Los expertos en salud recomiendan que el porcentaje de calorías diarias provengan en un 10 a 35 por ciento de proteínas.
Grasas
El cuerpo necesita grasas alimentarias para: crecer y desarrollarse bien; tener un sistema nervioso y una piel saludables; ayudar en la absorción y el transporte de vitaminas solubles en grasa A, D, E y K a través de la sangre y para reservar energía en el cuerpo. Las grasas se componen de una mezcla de grasas saturadas e insaturadas. Todas las grasas aportan 9 calorías por gramo.
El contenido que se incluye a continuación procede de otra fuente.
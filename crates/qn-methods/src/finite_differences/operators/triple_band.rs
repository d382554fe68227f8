//! Tridiagonal operator along one direction of a multi-dimensional grid.

use super::FdmLinearOp;
use crate::finite_differences::mesher_composite::FdmMesher;
use qn_core::{ensure, errors::Result, Real, Size};
use qn_math::Array;
use std::sync::Arc;

/// Operator acting on each grid line along `direction` as a tridiagonal
/// matrix: `(L u)_i = lower_i u_{i−1} + diag_i u_i + upper_i u_{i+1}`.
///
/// The bands are stored per grid point; `lower` must vanish on the first
/// point of each line and `upper` on the last one.
#[derive(Debug, Clone)]
pub struct TripleBandLinearOp {
    direction: usize,
    i0: Vec<Size>,
    i2: Vec<Size>,
    reverse_index: Vec<Size>,
    pub(crate) lower: Vec<Real>,
    pub(crate) diag: Vec<Real>,
    pub(crate) upper: Vec<Real>,
    mesher: Arc<dyn FdmMesher>,
}

/// `v[i]` with a length-one slice broadcast to every index.
#[inline]
fn broadcast(v: &[Real], i: usize) -> Real {
    if v.len() == 1 {
        v[0]
    } else {
        v[i]
    }
}

impl TripleBandLinearOp {
    /// Zero operator along `direction`.
    pub fn new(direction: usize, mesher: Arc<dyn FdmMesher>) -> Self {
        let layout = mesher.layout();
        let size = layout.size();

        // index ordering in which `direction` runs fastest, so that each
        // grid line is contiguous for the Thomas sweep
        let mut new_dim = layout.dim().to_vec();
        new_dim.swap(0, direction);
        let mut new_spacing = crate::finite_differences::FdmLinearOpLayout::new(new_dim)
            .spacing()
            .to_vec();
        new_spacing.swap(0, direction);

        let mut i0 = vec![0; size];
        let mut i2 = vec![0; size];
        let mut reverse_index = vec![0; size];
        for iter in layout.iter() {
            let i = iter.index();
            i0[i] = layout.neighbourhood(&iter, direction, -1);
            i2[i] = layout.neighbourhood(&iter, direction, 1);
            let new_index: Size = iter
                .coordinates()
                .iter()
                .zip(&new_spacing)
                .map(|(c, s)| c * s)
                .sum();
            reverse_index[new_index] = i;
        }
        Self {
            direction,
            i0,
            i2,
            reverse_index,
            lower: vec![0.0; size],
            diag: vec![0.0; size],
            upper: vec![0.0; size],
            mesher,
        }
    }

    fn with_bands(&self, lower: Vec<Real>, diag: Vec<Real>, upper: Vec<Real>) -> Self {
        Self {
            direction: self.direction,
            i0: self.i0.clone(),
            i2: self.i2.clone(),
            reverse_index: self.reverse_index.clone(),
            lower,
            diag,
            upper,
            mesher: Arc::clone(&self.mesher),
        }
    }

    /// Direction the operator acts along.
    pub fn direction(&self) -> usize {
        self.direction
    }

    /// The mesher the operator lives on.
    pub fn mesher(&self) -> &Arc<dyn FdmMesher> {
        &self.mesher
    }

    /// Number of grid points.
    pub fn size(&self) -> usize {
        self.diag.len()
    }

    /// `self + m` (both along the same direction).
    pub fn add(&self, m: &TripleBandLinearOp) -> Self {
        debug_assert_eq!(self.direction, m.direction);
        let zip = |a: &[Real], b: &[Real]| a.iter().zip(b).map(|(x, y)| x + y).collect();
        self.with_bands(
            zip(&self.lower, &m.lower),
            zip(&self.diag, &m.diag),
            zip(&self.upper, &m.upper),
        )
    }

    /// `self + diag(u)`.
    pub fn add_diagonal(&self, u: &Array) -> Self {
        let diag = self.diag.iter().zip(u.iter()).map(|(d, x)| d + x).collect();
        self.with_bands(self.lower.clone(), diag, self.upper.clone())
    }

    /// `diag(u) · self`: row `i` scaled by `u_i`.
    pub fn mult(&self, u: &Array) -> Self {
        let scale = |band: &[Real]| band.iter().zip(u.iter()).map(|(b, s)| b * s).collect();
        self.with_bands(scale(&self.lower), scale(&self.diag), scale(&self.upper))
    }

    /// `self · diag(u)`: each band scaled by the value at the point it
    /// multiplies.
    ///
    /// Neighbours are taken in flat index order (`i ± 1`), so the result is
    /// exact only for operators along direction 0.
    pub fn mult_r(&self, u: &Array) -> Result<Self> {
        let n = self.size();
        ensure!(u.size() == n, "inconsistent size of rhs: {} vs {n}", u.size());
        let mut lower = vec![0.0; n];
        let mut diag = vec![0.0; n];
        let mut upper = vec![0.0; n];
        for i in 0..n {
            let sm1 = if i > 0 { u[i - 1] } else { 1.0 };
            let sp1 = if i + 1 < n { u[i + 1] } else { 1.0 };
            lower[i] = self.lower[i] * sm1;
            diag[i] = self.diag[i] * u[i];
            upper[i] = self.upper[i] * sp1;
        }
        Ok(self.with_bands(lower, diag, upper))
    }

    /// Set `self = y + diag(a) · x + diag(b)`.
    ///
    /// `a` and `b` may be empty (term dropped), of length one (broadcast)
    /// or of the grid size.
    pub fn axpyb(
        &mut self,
        a: &[Real],
        x: &TripleBandLinearOp,
        y: &TripleBandLinearOp,
        b: &[Real],
    ) {
        for i in 0..self.size() {
            let (mut l, mut d, mut u) = (y.lower[i], y.diag[i], y.upper[i]);
            if !a.is_empty() {
                let s = broadcast(a, i);
                l += s * x.lower[i];
                d += s * x.diag[i];
                u += s * x.upper[i];
            }
            if !b.is_empty() {
                d += broadcast(b, i);
            }
            self.lower[i] = l;
            self.diag[i] = d;
            self.upper[i] = u;
        }
    }

    /// Solve `(a · L + b · I) x = r` line by line with the Thomas
    /// algorithm.
    pub fn solve_splitting(&self, r: &Array, a: Real, b: Real) -> Result<Array> {
        let n = self.size();
        ensure!(r.size() == n, "inconsistent size of rhs: {} vs {n}", r.size());
        let mut ret = Array::zeros(n);
        let mut tmp = vec![0.0; n];

        let mut rim1 = self.reverse_index[0];
        let mut bet = a * self.diag[rim1] + b;
        ensure!(bet != 0.0, "division by zero in tridiagonal solve");
        bet = 1.0 / bet;
        ret[rim1] = r[rim1] * bet;

        for j in 1..n {
            let ri = self.reverse_index[j];
            tmp[j] = a * self.upper[rim1] * bet;
            bet = b + a * (self.diag[ri] - tmp[j] * self.lower[ri]);
            ensure!(bet != 0.0, "division by zero in tridiagonal solve");
            bet = 1.0 / bet;
            ret[ri] = (r[ri] - a * self.lower[ri] * ret[rim1]) * bet;
            rim1 = ri;
        }
        for j in (0..n.saturating_sub(1)).rev() {
            let update = tmp[j + 1] * ret[self.reverse_index[j + 1]];
            ret[self.reverse_index[j]] -= update;
        }
        Ok(ret)
    }
}

impl FdmLinearOp for TripleBandLinearOp {
    fn apply(&self, r: &Array) -> Array {
        debug_assert_eq!(r.size(), self.size());
        Array::from_fn(self.size(), |i| {
            r[self.i0[i]] * self.lower[i] + r[i] * self.diag[i] + r[self.i2[i]] * self.upper[i]
        })
    }
}
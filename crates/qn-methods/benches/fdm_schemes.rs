use criterion::{criterion_group, criterion_main, BenchmarkId, Criterion};
use qn_core::{Exercise, OptionType, PlainVanillaPayoff};
use qn_methods::finite_differences::{
    FdmBlackScholesMesher, FdmBlackScholesSolver, FdmBoundaryConditionSet, FdmHestonSolver,
    FdmHestonVarianceMesher, FdmLogInnerValue, FdmMesher, FdmMesherComposite, FdmSchemeDesc,
    FdmSolverDesc, FdmStepConditionComposite,
};
use qn_processes::{GeneralizedBlackScholesProcess, HestonProcess};
use qn_termstructures::{BlackConstantVol, FlatForward};
use std::hint::black_box;
use std::sync::Arc;

fn schemes() -> [(&'static str, FdmSchemeDesc); 5] {
    [
        ("douglas", FdmSchemeDesc::douglas()),
        ("crank_nicolson", FdmSchemeDesc::crank_nicolson()),
        ("craig_sneyd", FdmSchemeDesc::craig_sneyd()),
        ("modified_craig_sneyd", FdmSchemeDesc::modified_craig_sneyd()),
        ("hundsdorfer", FdmSchemeDesc::hundsdorfer()),
    ]
}

fn solver_desc(
    mesher: Arc<dyn FdmMesher>,
    exercise: &Exercise,
    time_steps: usize,
) -> FdmSolverDesc {
    let payoff = Arc::new(PlainVanillaPayoff::new(OptionType::Put, 100.0).expect("valid strike"));
    let calculator = Arc::new(FdmLogInnerValue::new(payoff, Arc::clone(&mesher), 0));
    FdmSolverDesc {
        condition: FdmStepConditionComposite::vanilla_composite(
            exercise,
            calculator.clone(),
            Arc::clone(&mesher),
        ),
        mesher,
        bc_set: FdmBoundaryConditionSet::new(),
        calculator,
        maturity: exercise.last_time(),
        time_steps,
        damping_steps: 0,
    }
}

fn bench_black_scholes_american(c: &mut Criterion) {
    let process = Arc::new(GeneralizedBlackScholesProcess::new(
        100.0,
        Arc::new(FlatForward::new(0.05)),
        Arc::new(FlatForward::new(0.02)),
        Arc::new(BlackConstantVol::new(0.2)),
    ));
    let exercise = Exercise::american(0.0, 1.0).expect("valid exercise");
    let mut group = c.benchmark_group("fdm_black_scholes_american");

    for size in [100, 200, 400] {
        group.bench_with_input(BenchmarkId::from_parameter(size), &size, |b, &size| {
            b.iter(|| {
                let spot = FdmBlackScholesMesher::new(size, &process, 1.0, 100.0, 1e-4, 1.5)
                    .expect("mesher");
                let mesher: Arc<dyn FdmMesher> = Arc::new(FdmMesherComposite::from_1d(spot));
                let desc = solver_desc(mesher, &exercise, size / 2);
                let solver = FdmBlackScholesSolver::new(
                    Arc::clone(&process),
                    100.0,
                    desc,
                    FdmSchemeDesc::douglas(),
                    false,
                    None,
                )
                .expect("solver");
                black_box(solver.value_at(black_box(100.0)))
            })
        });
    }
    group.finish();
}

fn bench_heston_schemes(c: &mut Criterion) {
    let process = Arc::new(
        HestonProcess::new(
            Arc::new(FlatForward::new(0.05)),
            Arc::new(FlatForward::new(0.0)),
            100.0,
            0.04,
            1.5,
            0.04,
            0.3,
            -0.7,
        )
        .expect("valid Heston parameters"),
    );
    let bs = GeneralizedBlackScholesProcess::new(
        100.0,
        Arc::new(FlatForward::new(0.05)),
        Arc::new(FlatForward::new(0.0)),
        Arc::new(BlackConstantVol::new(0.2)),
    );
    let exercise = Exercise::european(1.0).expect("valid exercise");
    let mut group = c.benchmark_group("fdm_heston_schemes");
    group.sample_size(10);

    for (name, scheme) in schemes() {
        group.bench_function(name, |b| {
            b.iter(|| {
                let spot = FdmBlackScholesMesher::new(60, &bs, 1.0, 100.0, 1e-4, 1.5)
                    .expect("spot mesher");
                let variance =
                    FdmHestonVarianceMesher::new(20, &process, 1.0, 1e-4).expect("variance mesher");
                let mesher: Arc<dyn FdmMesher> =
                    Arc::new(FdmMesherComposite::from_2d(spot, variance));
                let desc = solver_desc(mesher, &exercise, 50);
                let solver =
                    FdmHestonSolver::new(Arc::clone(&process), desc, scheme).expect("solver");
                black_box(solver.value_at(black_box(100.0), 0.04))
            })
        });
    }
    group.finish();
}

criterion_group!(benches, bench_black_scholes_american, bench_heston_schemes);
criterion_main!(benches);
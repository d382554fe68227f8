//! General linear least-squares regression.
//!
//! Fits `y ≈ Σ_j β_j φ_j(x)` through an SVD of the design matrix, with
//! small singular values discarded. Longstaff-Schwartz pricing regresses
//! continuation values on polynomial basis functions this way.

use crate::array::Array;
use crate::matrix::Matrix;
use qn_core::{ensure, errors::Result, Real};

/// Result of a linear least-squares fit.
#[derive(Debug, Clone)]
pub struct LinearLeastSquaresRegression {
    coefficients: Array,
    residuals: Array,
}

impl LinearLeastSquaresRegression {
    /// Fit `y` on `basis` functions evaluated at the points `x`.
    pub fn new<X, F>(x: &[X], y: &[Real], basis: &[F]) -> Result<Self>
    where
        F: Fn(&X) -> Real,
    {
        ensure!(
            x.len() == y.len(),
            "x and y must have the same length ({} vs {})",
            x.len(),
            y.len()
        );
        let a = Matrix::from_fn(x.len(), basis.len(), |i, j| basis[j](&x[i]));
        Self::from_design_matrix(&a, y)
    }

    /// Fit given a pre-built `n × m` design matrix.
    pub fn from_design_matrix(a: &Matrix, y: &[Real]) -> Result<Self> {
        let (n, m) = (a.rows(), a.cols());
        ensure!(m > 0, "no basis functions given");
        ensure!(y.len() == n, "y has {} entries, design matrix {} rows", y.len(), n);
        ensure!(n >= m, "{m} basis functions but only {n} observations");

        let svd = a.inner().clone().svd(true, true);
        let max_sv = svd.singular_values.iter().copied().fold(0.0, Real::max);
        let eps = n.max(m) as Real * f64::EPSILON * max_sv;
        let rhs = nalgebra::DVector::from_column_slice(y);
        let beta = svd
            .solve(&rhs, eps)
            .map_err(|e| qn_core::Error::Runtime(format!("least-squares solve failed: {e}")))?;
        let coefficients = Array::from(beta);
        let fitted = a.mul_vec(&coefficients);
        let residuals = Array::from_slice(y) - fitted;
        Ok(Self {
            coefficients,
            residuals,
        })
    }

    /// Fitted coefficients, one per basis function.
    pub fn coefficients(&self) -> &Array {
        &self.coefficients
    }

    /// Residuals `y − A β`.
    pub fn residuals(&self) -> &Array {
        &self.residuals
    }
}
Las grasas saturadas son sólidas a temperatura ambiente y se encuentran principalmente en alimentos de origen animal, tales como cortes grasos de carne, leche entera, queso, helados, mantequilla, crema y grasa. Los aceites tropicales (aceite de palma, aceite de nuez de palma y el aceite de coco) también contienen mayores cantidades de grasa saturada. Comer demasiada grasa saturada aumenta el riesgo de enfermedades al corazón al incrementar el colesterol total y la lipoproteína de baja densidad (LDL por sus siglas en inglés) o colesterol “malo”.
Las
grasas insaturadas son líquidas a temperatura ambiente y se encuentran principalmente en alimentos de origen vegetal. Hay tres tipos de grasas insaturadas:
poliinsaturadas, monoinsatu-radas y
grasas trans.
Las grasas poliinsaturadas están presentes: en el aceite de maíz, soya y cártamo; en las semillas de girasol y ajonjolí; en las nueces de Castilla, la linaza y en los peces grasos como el salmón. Las grasas monoinsaturadas se encuentran: en el aceite de canola, oliva y de cacahuates (maníes); en los cacahuates, almendras y aguacates. Las grasas poliinsaturadas y monoinsaturadas se consideran opciones saludables, porque no elevan el colesterol LDL y ayudan a sustituir las grasas saturadas en la dieta.
Las grasas trans se forman cuando los aceites vegetales líquidos insaturados son parcialmente hidrogenados, un proceso para hacerlos más sólidos y más parecidos a las grasas saturadas. Las grasas trans incrementan el colesterol total y el colesterol LDL, y reducen la lipoproteína de alta densidad (HDL por sus siglas en inglés) o colesterol “bueno”.
Los expertos en salud recomiendan que el porcentaje de calorías diarias provengan en un 20 a 35 por ciento de grasas. Limita tu consumo de grasas saturadas a menos del 10% de la ingesta calórica y el de colesterol, a menos de 300 mg diarios. Mantén el consumo de grasas trans tan bajo como te sea posible.